It’s 101 degrees out there, so I thought, you know, I should finish a sweater.
I even went so far as to put it on.
This is my sixth CustomFit sweater, and it is a lightly modified version of Inlet, one of Amy Herzog’s basic designs from the CustomFit Winter/Spring 2015 Collection. My changes were to make the sleeves full length, instead of three-quarters, and to add the stripe sequence from this cardigan, worn by the title character on the Netflix series, “Unbreakable Kimmy Schmidt”
I got stalled in a couple of places on this project. It features twisted 1×1 ribbing for all of the edgings, and when I started the back, I got distracted, and twisted the wrong stitches on more than one occasion. I knew it needed to be pulled out and started again, but it took me awhile to stop being annoyed with myself. Another small problem had to do with weaving in the ends as I went along. On the whole, that was a very, very, very good idea. However, since the pink stripes were only two rows deep, both ends were trapped in the same row, causing the stitches for those stripes to be distorted for several inches. I thought (hoped, anyway) that it would block out. It didn’t. (For the wider oatmeal and navy stripes, the ends were trapped in different rows, and there is no noticeable indication on right side of the fabric.) The solution for the pink stripes was to pick out the ends, and weave them in separately. It was time-consuming, but I’m much happier with the results.

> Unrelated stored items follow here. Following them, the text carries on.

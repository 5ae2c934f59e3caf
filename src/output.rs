// src/output.rs

//! Terminal output helpers for the command-line front-end

use crossterm::style::Stylize;
use serde::Serialize;
use std::io::{self, BufRead, IsTerminal, Write};
use std::path::PathBuf;
use unicode_width::UnicodeWidthStr;

/// Width used when stdout is not a terminal
const DEFAULT_WIDTH: usize = 80;

/// Narrowest column allowed for wrapped descriptions
const MIN_DESCRIPTION_WIDTH: usize = 20;

/// One row of `list-available` / `list-installed`
#[derive(Debug, Clone, PartialEq, Eq, Serialize)]
pub struct PackageRow {
    pub name: String,
    pub description: String,
    pub installed: bool,
    pub pspec: PathBuf,
}

/// Whether ANSI styling should be emitted on stdout
pub fn use_color() -> bool {
    io::stdout().is_terminal()
}

/// Current terminal width in columns
pub fn terminal_width() -> usize {
    crossterm::terminal::size()
        .map(|(columns, _)| columns as usize)
        .ok()
        .filter(|&columns| columns > 0)
        .unwrap_or(DEFAULT_WIDTH)
}

/// Greedy word wrap measured in display columns
///
/// Words longer than `width` are kept whole on their own line.
pub fn wrap(text: &str, width: usize) -> Vec<String> {
    let width = width.max(1);
    let mut lines = Vec::new();
    let mut current = String::new();
    let mut current_width = 0;

    for word in text.split_whitespace() {
        let word_width = word.width();
        if current.is_empty() {
            current.push_str(word);
            current_width = word_width;
        } else if current_width + 1 + word_width <= width {
            current.push(' ');
            current.push_str(word);
            current_width += 1 + word_width;
        } else {
            lines.push(std::mem::take(&mut current));
            current.push_str(word);
            current_width = word_width;
        }
    }
    if !current.is_empty() {
        lines.push(current);
    }
    lines
}

/// Render rows as `name - description`, names right-aligned and
/// descriptions wrapped with a hanging indent
///
/// Installed packages are highlighted when `color` is set.
pub fn render_rows(rows: &[PackageRow], total_width: usize, color: bool) -> String {
    let Some(name_width) = rows.iter().map(|row| row.name.width()).max() else {
        return String::new();
    };
    let head_width = name_width + 1;
    let indent = head_width + 3;
    let description_width = total_width
        .saturating_sub(indent)
        .max(MIN_DESCRIPTION_WIDTH);

    let mut out = String::new();
    for row in rows {
        let padding = " ".repeat(head_width - row.name.width());
        let head = format!("{}{}", padding, row.name);
        let head = if color && row.installed {
            head.green().to_string()
        } else {
            head
        };

        let lines = wrap(&row.description, description_width);
        out.push_str(&head);
        out.push_str(" -");
        for (i, line) in lines.iter().enumerate() {
            if i == 0 {
                out.push(' ');
            } else {
                out.push('\n');
                out.push_str(&" ".repeat(indent));
            }
            out.push_str(line);
        }
        out.push('\n');
    }
    out
}

/// Styled name for "will be installed/upgraded" listings
pub fn highlight(name: &str, color: bool) -> String {
    if color {
        name.cyan().to_string()
    } else {
        name.to_string()
    }
}

/// Styled warning line
pub fn warning(message: &str, color: bool) -> String {
    if color {
        message.yellow().to_string()
    } else {
        message.to_string()
    }
}

/// Styled error line
pub fn error(message: &str, color: bool) -> String {
    if color {
        message.red().bold().to_string()
    } else {
        message.to_string()
    }
}

/// Ask a yes/no question; an empty answer means yes
pub fn confirm<R: BufRead, W: Write>(question: &str, input: &mut R, output: &mut W) -> io::Result<bool> {
    loop {
        write!(output, "{} [Y/n]: ", question)?;
        output.flush()?;

        let mut answer = String::new();
        if input.read_line(&mut answer)? == 0 {
            // EOF: nobody to ask
            writeln!(output)?;
            return Ok(false);
        }

        match answer.trim().to_lowercase().as_str() {
            "y" | "yes" | "" => return Ok(true),
            "n" | "no" => return Ok(false),
            _ => writeln!(output, "Please enter Y or n.")?,
        }
    }
}

#[cfg(test)]
mod tests {
    use super::*;
    use std::io::Cursor;

    fn row(name: &str, description: &str, installed: bool) -> PackageRow {
        PackageRow {
            name: name.to_string(),
            description: description.to_string(),
            installed,
            pspec: PathBuf::from(format!("/repo/{name}/pspec.xml")),
        }
    }

    #[test]
    fn test_wrap() {
        assert_eq!(
            wrap("the quick brown fox jumps", 10),
            vec!["the quick", "brown fox", "jumps"]
        );
        assert_eq!(wrap("  spaced\n\tout  ", 80), vec!["spaced out"]);
        assert!(wrap("", 10).is_empty());
    }

    #[test]
    fn test_wrap_long_word() {
        assert_eq!(
            wrap("a supercalifragilistic b", 5),
            vec!["a", "supercalifragilistic", "b"]
        );
    }

    #[test]
    fn test_render_rows_aligns_names() {
        let rows = vec![
            row("spotify", "Music streaming", false),
            row("skype", "Calls", true),
        ];

        let rendered = render_rows(&rows, 80, false);

        assert_eq!(rendered, " spotify - Music streaming\n   skype - Calls\n");
    }

    #[test]
    fn test_render_rows_hanging_indent() {
        let rows = vec![row("foo", "one two three four five six", false)];

        // indent = 3 + 1 + 3 = 7, so descriptions get MIN_DESCRIPTION_WIDTH
        let rendered = render_rows(&rows, 7 + 20, false);

        assert_eq!(rendered, " foo - one two three four\n       five six\n");
    }

    #[test]
    fn test_render_rows_empty() {
        assert_eq!(render_rows(&[], 80, true), "");
    }

    #[test]
    fn test_render_rows_highlights_installed() {
        let rows = vec![row("foo", "x", true), row("bar", "y", false)];

        let rendered = render_rows(&rows, 80, true);
        let lines: Vec<&str> = rendered.lines().collect();

        assert!(lines[0].contains("foo") && lines[0].ends_with(" - x"));
        assert_eq!(lines[1], " bar - y");
    }

    #[test]
    fn test_confirm_answers() {
        let mut out = Vec::new();
        assert!(confirm("Continue?", &mut Cursor::new("\n"), &mut out).unwrap());
        assert!(confirm("Continue?", &mut Cursor::new("yes\n"), &mut out).unwrap());
        assert!(!confirm("Continue?", &mut Cursor::new("n\n"), &mut out).unwrap());
        assert!(!confirm("Continue?", &mut Cursor::new(""), &mut out).unwrap());
    }

    #[test]
    fn test_confirm_reprompts() {
        let mut out = Vec::new();
        let answer = confirm("Continue?", &mut Cursor::new("maybe\nY\n"), &mut out).unwrap();

        assert!(answer);
        let out = String::from_utf8(out).unwrap();
        assert_eq!(out.matches("Continue? [Y/n]: ").count(), 2);
        assert!(out.contains("Please enter Y or n."));
    }

    #[test]
    fn test_rows_serialize() {
        let json = serde_json::to_value(vec![row("foo", "x", true)]).unwrap();
        assert_eq!(json[0]["name"], "foo");
        assert_eq!(json[0]["installed"], true);
        assert_eq!(json[0]["pspec"], "/repo/foo/pspec.xml");
    }
}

And the first time I worked the button band, I finished, smoothed it out, and realized that there weren’t enough stitches, and no amount of blocking was going to make it lay flat. (This was the one issue that wasn’t strictly user error–the button band pick-up ratio was 2 stitches to 3 rows (or .67)–which is a VERY common ratio for picking up stitches along a vertical edge. But when I calculated my own actual stitch to row ratio, it was .70. Since I also used smaller needles for the edging, I used the second most common vertical pick-up ratio of 3 stitches to 4 rows. That produced a better result.)

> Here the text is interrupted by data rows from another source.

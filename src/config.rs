// src/config.rs

//! Runtime configuration
//!
//! All filesystem locations and external executables used by eopkg3p are
//! resolved once at startup and passed explicitly to each component.

use crate::error::{Error, Result};
use std::fs;
use std::path::{Path, PathBuf};
use tracing::debug;

/// Upstream repository holding the third-party package definitions
pub const DEFAULT_REPO_URL: &str = "https://github.com/getsolus/3rd-party.git";

/// File name of a package definition document
pub const PSPEC_FILENAME: &str = "pspec.xml";

/// Directory name under the user cache directory
const CACHE_DIR_NAME: &str = "eopkg3p";

/// Locations used by a single invocation
#[derive(Debug, Clone, PartialEq, Eq)]
pub struct Config {
    /// Remote git URL of the package-definition repository
    pub repo_url: String,
    /// Root of everything eopkg3p writes to disk
    pub cache_dir: PathBuf,
    /// Local mirror of `repo_url`
    pub repo_dir: PathBuf,
    /// Parent of the per-package build output directories
    pub build_dir: PathBuf,
    /// Name of the per-package definition file
    pub metadata_filename: String,
}

impl Config {
    /// Build a configuration rooted at `cache_dir`
    pub fn new(cache_dir: impl Into<PathBuf>, repo_url: impl Into<String>) -> Self {
        let cache_dir = cache_dir.into();
        Self {
            repo_url: repo_url.into(),
            repo_dir: cache_dir.join("3rd-party"),
            build_dir: cache_dir.join("builds"),
            cache_dir,
            metadata_filename: PSPEC_FILENAME.to_string(),
        }
    }

    /// Resolve the configuration from optional overrides, falling back to
    /// the user cache directory and the upstream repository URL
    pub fn resolve(cache_dir: Option<PathBuf>, repo_url: Option<String>) -> Result<Self> {
        let cache_dir = match cache_dir {
            Some(dir) => dir,
            None => default_cache_dir()?,
        };
        let repo_url = repo_url.unwrap_or_else(|| DEFAULT_REPO_URL.to_string());

        Ok(Self::new(cache_dir, repo_url))
    }

    /// Create the cache and build directories if they are missing
    ///
    /// Directories are never removed automatically; see `delete_cache`.
    pub fn ensure_dirs(&self) -> Result<()> {
        for dir in [&self.cache_dir, &self.build_dir] {
            if !dir.exists() {
                debug!("Creating directory: {}", dir.display());
                fs::create_dir_all(dir)?;
            }
        }
        Ok(())
    }

    /// Remove the whole cache directory, including the mirror and builds
    pub fn delete_cache(&self) -> Result<()> {
        if self.cache_dir.exists() {
            fs::remove_dir_all(&self.cache_dir)?;
        }
        Ok(())
    }
}

fn default_cache_dir() -> Result<PathBuf> {
    dirs::cache_dir()
        .map(|dir| dir.join(CACHE_DIR_NAME))
        .ok_or_else(|| {
            Error::ConfigError(
                "Could not determine the user cache directory; pass --cache-dir".to_string(),
            )
        })
}

/// Absolute paths of the external executables eopkg3p drives
#[derive(Debug, Clone, PartialEq, Eq)]
pub struct Tools {
    pub eopkg: PathBuf,
    pub git: PathBuf,
    pub pkexec: PathBuf,
}

impl Tools {
    /// Locate `eopkg`, `git` and `pkexec` on PATH
    pub fn locate() -> Result<Self> {
        Ok(Self {
            eopkg: find_executable("eopkg")?,
            git: find_executable("git")?,
            pkexec: find_executable("pkexec")?,
        })
    }

    /// Use explicit paths, without checking that they exist
    pub fn from_paths(
        eopkg: impl AsRef<Path>,
        git: impl AsRef<Path>,
        pkexec: impl AsRef<Path>,
    ) -> Self {
        Self {
            eopkg: eopkg.as_ref().to_path_buf(),
            git: git.as_ref().to_path_buf(),
            pkexec: pkexec.as_ref().to_path_buf(),
        }
    }
}

fn find_executable(name: &str) -> Result<PathBuf> {
    let path = which::which(name).map_err(|_| Error::ToolNotFound(name.to_string()))?;
    debug!("Found {} at {}", name, path.display());
    Ok(path)
}

#[cfg(test)]
mod tests {
    use super::*;

    #[test]
    fn test_config_layout() {
        let config = Config::new("/tmp/cache", DEFAULT_REPO_URL);

        assert_eq!(config.repo_dir, PathBuf::from("/tmp/cache/3rd-party"));
        assert_eq!(config.build_dir, PathBuf::from("/tmp/cache/builds"));
        assert_eq!(config.metadata_filename, "pspec.xml");
    }

    #[test]
    fn test_resolve_with_overrides() {
        let config = Config::resolve(
            Some(PathBuf::from("/srv/eopkg3p")),
            Some("https://example.com/repo.git".to_string()),
        )
        .unwrap();

        assert_eq!(config.cache_dir, PathBuf::from("/srv/eopkg3p"));
        assert_eq!(config.repo_url, "https://example.com/repo.git");
    }

    #[test]
    fn test_resolve_defaults_repo_url() {
        let config = Config::resolve(Some(PathBuf::from("/srv/eopkg3p")), None).unwrap();
        assert_eq!(config.repo_url, DEFAULT_REPO_URL);
    }

    #[test]
    fn test_ensure_dirs_and_delete_cache() {
        let temp_dir = tempfile::tempdir().unwrap();
        let config = Config::new(temp_dir.path().join("cache"), DEFAULT_REPO_URL);

        config.ensure_dirs().unwrap();
        assert!(config.cache_dir.is_dir());
        assert!(config.build_dir.is_dir());
        // The mirror is created by git, not by us
        assert!(!config.repo_dir.exists());

        // Idempotent
        config.ensure_dirs().unwrap();

        config.delete_cache().unwrap();
        assert!(!config.cache_dir.exists());

        // Deleting a missing cache is not an error
        config.delete_cache().unwrap();
    }

    #[test]
    fn test_missing_tool() {
        let result = find_executable("eopkg3p-definitely-not-installed");
        assert!(matches!(result, Err(Error::ToolNotFound(name)) if name == "eopkg3p-definitely-not-installed"));
    }
}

I can’t lie to you. Seaming a sweater takes time. Even with stripes to help with the matching. But the garment has good structure, and is made to last. The set-in sleeves are tailored, and with a little advance planning, I was able to match the stripes between the body and sleeve pieces. (I’m very happy about that last bit.)

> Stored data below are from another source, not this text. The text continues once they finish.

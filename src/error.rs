// src/error.rs

use std::path::PathBuf;
use thiserror::Error;

/// Core error types for eopkg3p
#[derive(Error, Debug)]
pub enum Error {
    /// A requested package is not part of the local repository
    #[error("Repo item '{0}' not found!")]
    PackageNotFound(String),

    /// A pspec file does not follow the expected schema
    #[error("Malformed pspec file at {}: {reason}", path.display())]
    MalformedMetadata { path: PathBuf, reason: String },

    /// A pspec release attribute is not a release number
    #[error(
        "Invalid release '{value}' while parsing the pspec file at {}. \
         Please report this issue, with a copy of this file.",
        path.display()
    )]
    InvalidReleaseFormat { path: PathBuf, value: String },

    /// The package manager reported a release that is not a release number
    #[error("Invalid installed release '{value}' reported for package '{package}'")]
    InvalidInstalledRelease { package: String, value: String },

    /// Cloning or pulling the local repository failed
    #[error("Failed to sync local repository: {0}")]
    RepositorySyncFailed(String),

    /// A build succeeded but left nothing in its output directory
    #[error("Build produced no package in {}", .0.display())]
    BuildProducedNoArtifact(PathBuf),

    /// An external tool exited unsuccessfully
    #[error("`{tool}` failed with exit code {}", exit_code_label(code))]
    ExternalToolFailed { tool: String, code: Option<i32> },

    /// An external tool could not be started
    #[error("Failed to run `{tool}`: {source}")]
    Spawn {
        tool: String,
        #[source]
        source: std::io::Error,
    },

    /// A required executable is missing from PATH
    #[error("`{0}` executable not found. Please make sure you have `{0}` installed on your system.")]
    ToolNotFound(String),

    /// Invalid or incomplete configuration
    #[error("Configuration error: {0}")]
    ConfigError(String),

    /// I/O errors
    #[error("I/O error: {0}")]
    Io(#[from] std::io::Error),

    /// Errors while walking the repository tree
    #[error("Failed to scan repository: {0}")]
    Walk(#[from] walkdir::Error),
}

fn exit_code_label(code: &Option<i32>) -> String {
    match code {
        Some(code) => code.to_string(),
        None => "none (terminated by signal)".to_string(),
    }
}

/// Result type alias using eopkg3p's Error type
pub type Result<T> = std::result::Result<T, Error>;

I participated in an online training meeting last week with Amy and other shop owners who offer CustomFit. I’m always so impressed with the ways the CustomFit team is constantly trying to refine the program. Some things you wouldn’t notice if you didn’t know about the change–better user interfaces, or improvements to how the pattern engine responds when you tweak a pattern after it first combines your gauge, measurements, and design choices. Others are more noticeable–switching from using line drawings to using photographs to illustrate the basic designs. And still others are big changes that will really expand the way we can knit for ourselves and others–there are new silhouettes in the works that will make it possible to use CustomFit to knit for men and children, or to knit sweaters with a trapeze or A-line shape.
The enthusiasm and great ideas from other shop owners inspire me as well. Yvonne, who manages Natural Stitches in Pittsburgh, PA, is spearheading an effort to create a CustomFit trunk show to showcase more of the designs that are built into the program. Right now, participating shops are sending in proposals for which designs we’d like to make in which yarns, and once the sweaters have been knit and collected, they will start traveling between participating shops. Obviously, this won’t happen overnight, but it will be a great resource going forward!